======== RECORDS FOR THE TASK ========
//! Client configuration.
//!
//! The base URL and timeout are passed to `Transport` explicitly; nothing is
//! kept in a process-wide client.

use std::time::Duration;

use crate::error::ConfigError;

/// Timeout applied to every request unless overridden at construction.
pub const DEFAULT_TIMEOUT: Duration = Duration::from_secs(30);

pub const BASE_URL_VAR: &str = "ALIST_BASE_URL";
pub const TIMEOUT_VAR: &str = "ALIST_TIMEOUT_SECS";

/// Fixed configuration for one `Transport`.
#[derive(Debug, Clone, PartialEq, Eq)]
pub struct ClientConfig {
    pub base_url: String,
    pub timeout: Duration,
}

impl ClientConfig {
    pub fn new(base_url: &str) -> Self {
        Self {
            base_url: base_url.trim_end_matches('/').to_string(),
            timeout: DEFAULT_TIMEOUT,
        }
    }

    pub fn with_timeout(mut self, timeout: Duration) -> Self {
        self.timeout = timeout;
        self
    }

    /// Read `ALIST_BASE_URL` and the optional `ALIST_TIMEOUT_SECS`.
    pub fn from_env() -> Result<Self, ConfigError> {
        Self::from_lookup(|name| std::env::var(name).ok())
    }

    fn from_lookup(lookup: impl Fn(&str) -> Option<String>) -> Result<Self, ConfigError> {
        let base_url = lookup(BASE_URL_VAR)
            .filter(|url| !url.trim().is_empty())
            .ok_or(ConfigError::Missing(BASE_URL_VAR))?;
        let config = Self::new(base_url.trim());

        match lookup(TIMEOUT_VAR) {
            None => Ok(config),
            Some(raw) => {
                let secs = raw
                    .trim()
                    .parse::<u64>()
                    .ok()
                    .filter(|secs| *secs > 0)
                    .ok_or(ConfigError::Invalid {
                        name: TIMEOUT_VAR,
                        value: raw.clone(),
                    })?;
                Ok(config.with_timeout(Duration::from_secs(secs)))
            }
        }
    }

    /// Join the base URL with an endpoint path such as `/api/me`.
    pub fn url(&self, path: &str) -> String {
        format!("{}{}", self.base_url, path)
    }
}

#[cfg(test)]
mod tests {
    use std::collections::HashMap;

    use super::*;

    fn lookup(vars: &[(&str, &str)]) -> impl Fn(&str) -> Option<String> {
        let vars: HashMap<String, String> = vars
            .iter()
            .map(|(k, v)| (k.to_string(), v.to_string()))
            .collect();
        move |name| vars.get(name).cloned()
    }

    #[test]
    fn trailing_slash_is_stripped() {
        let config = ClientConfig::new("http://localhost:5244/");
        assert_eq!(config.url("/api/me"), "http://localhost:5244/api/me");
        assert_eq!(config.timeout, DEFAULT_TIMEOUT);
    }

    #[test]
    fn from_env_reads_base_url_and_timeout() {
        let config = ClientConfig::from_lookup(lookup(&[
            (BASE_URL_VAR, "https://files.example.com/"),
            (TIMEOUT_VAR, "5"),
        ]))
        .unwrap();
        assert_eq!(config.base_url, "https://files.example.com");
        assert_eq!(config.timeout, Duration::from_secs(5));
    }

    #[test]
    fn from_env_requires_base_url() {
        let err = ClientConfig::from_lookup(lookup(&[])).unwrap_err();
        assert_eq!(err, ConfigError::Missing(BASE_URL_VAR));
    }

    #[test]
    fn from_env_rejects_bad_timeout() {
        let err = ClientConfig::from_lookup(lookup(&[
            (BASE_URL_VAR, "http://localhost"),
            (TIMEOUT_VAR, "soon"),
        ]))
        .unwrap_err();
        assert!(matches!(err, ConfigError::Invalid { name: TIMEOUT_VAR, .. }));
    }
}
========
State how many lines in the listing above contain "filter". Nothing else is needed.

2